しかし,それよりも大きな原因は,「努力する→出来ない」の反覆過程からやがて,「努力する→出来る」に至る「努力すればできるのだ」,「工夫すれぱ結果としてあらわれる」という成功の喜びと自信によるものであろう。

今日まで,あまりにも高度で縁遠いものと思っていた電子計算機が,自分達の手によって,か働できたという喜びと自信は,生徒にとって尊い体験なのである。

去る10月下旬,A工業高校の女子生徒が当センターに来所した。1クラスを数班に分け,班ごとにテーマを設定して,フオートラン言語により実習を展開するため遠隔地から貸切バスで訪れたのである。

この学校では,3年の実習6単位のうち2単位を電子計算機による情報処理教育にあてているという。

センターでの課題は,グループごとに,生徒の実力に応じたものであり,上位のグループは,かなりのレベルのものを選定している。

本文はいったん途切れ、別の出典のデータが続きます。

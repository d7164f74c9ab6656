//! File handlers for Web API.

use axum::{
    extract::{multipart::MultipartError, Multipart, State},
    http::StatusCode,
    Json,
};
use std::sync::Arc;

use crate::file::client_file_name;
use crate::web::dto::{DeleteFileRequest, MessageResponse, SaveFileResponse, ValidatedJson};
use crate::web::error::ApiError;
use crate::web::handlers::AppState;
use crate::{PreviewError, Result as StoreResult};

/// Parsed `POST /api/savefile/preview` body.
#[derive(Debug, Default)]
pub struct SaveFileForm {
    /// Target folder name.
    pub folder_name: Option<String>,
    /// Client-supplied filename of the uploaded part.
    pub file_name: Option<String>,
    /// Uploaded bytes.
    pub content: Option<Vec<u8>>,
}

/// 400 reported for uploads over `max_upload_size` bytes.
fn too_large(max_upload_size: u64) -> ApiError {
    ApiError::bad_request(format!(
        "File too large (max {}MB)",
        max_upload_size / 1024 / 1024
    ))
}

/// Map a multipart read failure, reporting body-limit overruns as too large.
fn multipart_error(e: MultipartError, max_upload_size: u64, message: &str) -> ApiError {
    if e.status() == StatusCode::PAYLOAD_TOO_LARGE {
        tracing::warn!("Upload exceeded body limit: {}", e);
        too_large(max_upload_size)
    } else {
        tracing::warn!("{}: {}", message, e);
        ApiError::bad_request(message)
    }
}

impl SaveFileForm {
    /// Read the multipart fields this endpoint cares about. Unknown fields are skipped.
    pub async fn from_multipart(
        multipart: &mut Multipart,
        max_upload_size: u64,
    ) -> Result<Self, ApiError> {
        let mut form = Self::default();

        while let Some(field) = multipart
            .next_field()
            .await
            .map_err(|e| multipart_error(e, max_upload_size, "Invalid multipart data"))?
        {
            let name = field.name().unwrap_or("").to_string();

            match name.as_str() {
                "folderName" => {
                    form.folder_name = Some(field.text().await.map_err(|e| {
                        multipart_error(e, max_upload_size, "Invalid folder name")
                    })?);
                }
                "file" => {
                    form.file_name = field.file_name().map(|s| s.to_string());
                    form.content = Some(
                        field
                            .bytes()
                            .await
                            .map_err(|e| {
                                multipart_error(e, max_upload_size, "Failed to read file")
                            })?
                            .to_vec(),
                    );
                }
                _ => {}
            }
        }

        Ok(form)
    }

    /// Return (folder name, file name, content), or a 400 if anything is missing.
    ///
    /// A file part with no filename counts as missing.
    pub fn into_parts(self) -> Result<(String, String, Vec<u8>), ApiError> {
        match (self.folder_name, self.file_name, self.content) {
            (Some(folder), Some(file), Some(content))
                if !folder.is_empty() && !file.is_empty() =>
            {
                Ok((folder, file, content))
            }
            _ => Err(ApiError::bad_request("Folder name or file is missing")),
        }
    }
}

/// Run a blocking store operation off the async runtime.
async fn run_blocking<T, F>(op: F) -> Result<T, ApiError>
where
    T: Send + 'static,
    F: FnOnce() -> StoreResult<T> + Send + 'static,
{
    tokio::task::spawn_blocking(op)
        .await
        .map_err(|e| {
            tracing::error!("Storage task failed: {}", e);
            ApiError::internal("Storage task failed")
        })?
        .map_err(ApiError::from)
}

/// POST /api/savefile/preview - Upload a file into a folder.
///
/// Request body: multipart/form-data with "folderName" and "file" fields.
pub async fn save_file(
    State(state): State<Arc<AppState>>,
    mut multipart: Multipart,
) -> Result<Json<SaveFileResponse>, ApiError> {
    let form = SaveFileForm::from_multipart(&mut multipart, state.max_upload_size).await?;
    let (folder_name, raw_file_name, content) = form.into_parts()?;

    if content.len() as u64 > state.max_upload_size {
        return Err(too_large(state.max_upload_size));
    }

    let file_name = client_file_name(&raw_file_name).to_string();
    if file_name.is_empty() {
        return Err(PreviewError::Validation("file name is empty".to_string()).into());
    }

    let size = content.len();
    let store = state.store.clone();
    let path = {
        let folder_name = folder_name.clone();
        let file_name = file_name.clone();
        run_blocking(move || store.put(&folder_name, &file_name, &content)).await?
    };

    tracing::info!(
        folder = %folder_name,
        file = %file_name,
        size,
        "File uploaded"
    );

    Ok(Json(SaveFileResponse::uploaded(
        path.to_string_lossy().into_owned(),
    )))
}

/// DELETE /api/deletefile - Delete a file from a folder.
///
/// Request body: `{"folderName": "...", "fileName": "..."}`.
pub async fn delete_file(
    State(state): State<Arc<AppState>>,
    ValidatedJson(req): ValidatedJson<DeleteFileRequest>,
) -> Result<Json<MessageResponse>, ApiError> {
    let (folder_name, file_name) = req.into_parts();

    let store = state.store.clone();
    {
        let folder_name = folder_name.clone();
        let file_name = file_name.clone();
        run_blocking(move || store.delete(&folder_name, &file_name)).await?;
    }

    tracing::info!(folder = %folder_name, file = %file_name, "File deleted");

    Ok(Json(MessageResponse::new("File deleted successfully")))
}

指導教員の4名は,いずれも若く,20代〜30代の前半の年齢層であり,生徒の指導は,まことに熱心である。実習している生徒も終始一貫生き生きと学習に取り組みその意欲はすぱらしい。講義式の授業などでは見られない喜ぴがあるようだ。

実習でわからないところを質問をしている生徒と教員のコミニケーションには,単なる技術や知識の習得をこえて,問題解決に直面した人間同志の全人格的触れあいがある。その姿を眺めていると,魂の触れ合いがひしひしと感じられ,授業による人間形成という教育の目標を達成し得る格好の場であると痛感した。

A工業高校では,教職員一丸となって生徒の学習意欲の向上につとめ,その対策の一環としてコンピユータの導入を計ったのである。そして,努力の積み重ねの結果その成果があがってきたのだという。まことに,喜ぱしいことである。

センターでの生徒実習により,学習への興味や関心を高め,さらに創造の喜ぴを追求し,成功感によって自信を深め,やがては学習意欲の向上につながっていくならば,われわれの本懐とするところである。最近特に体験学習の強化が叫ぱれるゆえんもここにあるのではないだろうか。

今後とも生徒実習を通して,今日を全うしたという充実感と満足感を生徒に与え,明日もかくありたいと願う生徒の夢を大切にかなえてやり,常に可能性に挑戦しているかれらの期待に応えてやりたい。